The common wisdom notes that most of these jobs left in search of less costly havens, initially Mexico and then China. This is certainly true for a share of the jobs. However, the most important factor leading to lesser employment was major gains in worker productivity…we simply make more goods with fewer bodies. While overall U.S. worker productivity gains have run just under 3.0% annually over the past 10 years, productivity gains in manufacturing have run 2-3 times higher.

U.S. Ranking
It might surprise you that the U.S. continues to lead the world in manufacturing output. We produce more than the Chinese, the Japanese, the Germans, etc. U.S. output exceeds that of China by 40%

It might surprise you that the U.S. share of global manufacturing output, at 20%-25%, is essentially the same as it was 40 years ago

It might surprise you that output per U.S. worker is three times what it was in 1980 and twice as high as it was in 1990

Making a Comeback?
U.S. manufacturing employment actually rose by 136,000 net new jobs during 2010, the first annual increase since 1997. Moreover, the weather-distorted January 2011 employment data saw an estimated jump of another 49,000 jobs, the largest monthly gain in 12 years.

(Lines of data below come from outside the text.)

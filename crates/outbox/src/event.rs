use chrono::{DateTime, Utc};
use serde::{Deserialize, Serialize};
use uuid::Uuid;

/// Unique identifier for an outbox event.
///
/// Doubles as the idempotency key consumers dedupe on, so it must be
/// assigned once at enqueue time and never regenerated on redelivery.
#[derive(Debug, Clone, Copy, PartialEq, Eq, Hash, Serialize, Deserialize)]
#[serde(transparent)]
pub struct EventId(Uuid);

impl EventId {
    /// Creates a new random event ID.
    pub fn new() -> Self {
        Self(Uuid::new_v4())
    }

    /// Creates an event ID from an existing UUID.
    pub fn from_uuid(uuid: Uuid) -> Self {
        Self(uuid)
    }

    /// Returns the underlying UUID.
    pub fn as_uuid(&self) -> Uuid {
        self.0
    }
}

impl Default for EventId {
    fn default() -> Self {
        Self::new()
    }
}

impl std::fmt::Display for EventId {
    fn fmt(&self, f: &mut std::fmt::Formatter<'_>) -> std::fmt::Result {
        write!(f, "{}", self.0)
    }
}

impl From<Uuid> for EventId {
    fn from(uuid: Uuid) -> Self {
        Self(uuid)
    }
}

impl From<EventId> for Uuid {
    fn from(id: EventId) -> Self {
        id.0
    }
}

/// Delivery status of an outbox row.
///
/// `Failed` is an alerting flag, not a terminal state: the relay keeps
/// retrying failed rows on every cycle. Rows leave the undelivered set
/// only through `Sent` or manual deletion.
#[derive(Debug, Clone, Copy, PartialEq, Eq, Hash, Serialize, Deserialize, Default)]
pub enum OutboxStatus {
    /// Awaiting publication.
    #[default]
    Pending,

    /// Publish confirmed by the bus.
    Sent,

    /// Publish attempts exceeded the alert threshold; still retried.
    Failed,
}

impl OutboxStatus {
    /// Returns the status name as stored in the database.
    pub fn as_str(&self) -> &'static str {
        match self {
            OutboxStatus::Pending => "PENDING",
            OutboxStatus::Sent => "SENT",
            OutboxStatus::Failed => "FAILED",
        }
    }

    /// Returns true if the row still needs delivery.
    pub fn is_undelivered(&self) -> bool {
        matches!(self, OutboxStatus::Pending | OutboxStatus::Failed)
    }
}

impl std::fmt::Display for OutboxStatus {
    fn fmt(&self, f: &mut std::fmt::Formatter<'_>) -> std::fmt::Result {
        write!(f, "{}", self.as_str())
    }
}

impl std::str::FromStr for OutboxStatus {
    type Err = String;

    fn from_str(s: &str) -> Result<Self, Self::Err> {
        match s {
            "PENDING" => Ok(OutboxStatus::Pending),
            "SENT" => Ok(OutboxStatus::Sent),
            "FAILED" => Ok(OutboxStatus::Failed),
            other => Err(format!("unknown outbox status: {other}")),
        }
    }
}

/// A domain event recorded for later publication.
///
/// The row must be inserted in the same local transaction as the business
/// mutation it describes: no business commit without an outbox row, and no
/// outbox row without a committed business change.
#[derive(Debug, Clone, Serialize, Deserialize)]
pub struct OutboxEvent {
    /// Unique identifier and consumer-side idempotency key.
    pub event_id: EventId,
    /// The kind of entity the event concerns (e.g. "Genre", "Book").
    pub aggregate_type: String,
    /// The entity identifier within its aggregate type.
    pub aggregate_id: String,
    /// Event discriminator (e.g. "GenreCreated", "BookCreated").
    pub event_type: String,
    /// Serialized event body.
    pub payload: serde_json::Value,
    /// Delivery status; only the relay transitions this.
    pub status: OutboxStatus,
    /// Number of publish attempts, for operational visibility.
    pub attempts: u32,
    /// Message of the most recent publish failure, if any.
    pub last_error: Option<String>,
    /// Enqueue time; drives FIFO delivery order per aggregate.
    pub created_at: DateTime<Utc>,
    /// When the publish was confirmed.
    pub sent_at: Option<DateTime<Utc>>,
}

impl OutboxEvent {
    /// Creates a pending event ready to enqueue.
    pub fn new(
        aggregate_type: impl Into<String>,
        aggregate_id: impl Into<String>,
        event_type: impl Into<String>,
        payload: serde_json::Value,
    ) -> Self {
        Self {
            event_id: EventId::new(),
            aggregate_type: aggregate_type.into(),
            aggregate_id: aggregate_id.into(),
            event_type: event_type.into(),
            payload,
            status: OutboxStatus::Pending,
            attempts: 0,
            last_error: None,
            created_at: Utc::now(),
            sent_at: None,
        }
    }

    /// Returns the stable wire envelope published to the bus.
    pub fn envelope(&self) -> EventEnvelope {
        EventEnvelope {
            event_id: self.event_id,
            aggregate_type: self.aggregate_type.clone(),
            aggregate_id: self.aggregate_id.clone(),
            event_type: self.event_type.clone(),
            payload: self.payload.clone(),
            created_at: self.created_at,
        }
    }
}

/// Wire format of a published event, stable across services.
///
/// Consumers dedupe on `event_id`. Delivery status, attempt counters and
/// other relay bookkeeping never leave the owning service.
#[derive(Debug, Clone, PartialEq, Serialize, Deserialize)]
#[serde(rename_all = "camelCase")]
pub struct EventEnvelope {
    pub event_id: EventId,
    pub aggregate_type: String,
    pub aggregate_id: String,
    pub event_type: String,
    pub payload: serde_json::Value,
    pub created_at: DateTime<Utc>,
}
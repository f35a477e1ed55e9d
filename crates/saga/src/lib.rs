//! Saga orchestration for distributed library transactions.
//!
//! A saga is an ordered list of remote steps with compensating actions.
//! The orchestrator drives each instance through its steps, persisting
//! progress to the saga state store before and after every remote call so
//! a crashed process can resume from the last known safe point. Step
//! failures are classified: retryable failures back off and retry up to a
//! ceiling, permanent failures unwind completed steps in reverse order
//! through the compensation executor.

pub mod compensation;
pub mod definition;
pub mod error;
pub mod instance;
pub mod invoker;
pub mod memory;
pub mod orchestrator;
pub mod redis_store;
pub mod retry;
pub mod state;
pub mod store;
pub mod sweeper;

pub use compensation::CompensationExecutor;
pub use definition::{SagaDefinition, StepDefinition};
pub use error::{Result, SagaError};
pub use instance::{SagaInstance, StepOutcomeKind, StepRecord};
pub use invoker::{StepCall, StepInvoker, StepOutcome};
pub use memory::InMemorySagaStore;
pub use orchestrator::SagaOrchestrator;
pub use redis_store::RedisSagaStore;
pub use retry::RetryPolicy;
pub use state::SagaStatus;
pub use store::SagaStore;
pub use sweeper::StalenessSweeper;

pub use common::SagaId;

Various estimates suggest that the American economy will add 300,000-350,000 net new manufacturing jobs this year, a rise of roughly 3.0%. Longer-term estimates suggest the manufacturing sector could add one million jobs over the next 4-5 years. Such a rise clearly won’t make up for the loss of two million manufacturing jobs in the Great Recession, but it helps.

U.S. manufacturers have largely thrown in the towel on lower cost, lower skill, lesser profit margin manufactured products such as toys and electronics. At the same time, U.S. manufacturers have moved aggressively toward more complex and expensive goods requiring specialized labor, including health care products, jet fighters, computer chips, and industrial machinery (The Associated Press).

Outsourcing of Jobs
American companies have continued the exodus of former American jobs to other less costly parts of the world, although the pace has slowed. The rationale has also changed somewhat.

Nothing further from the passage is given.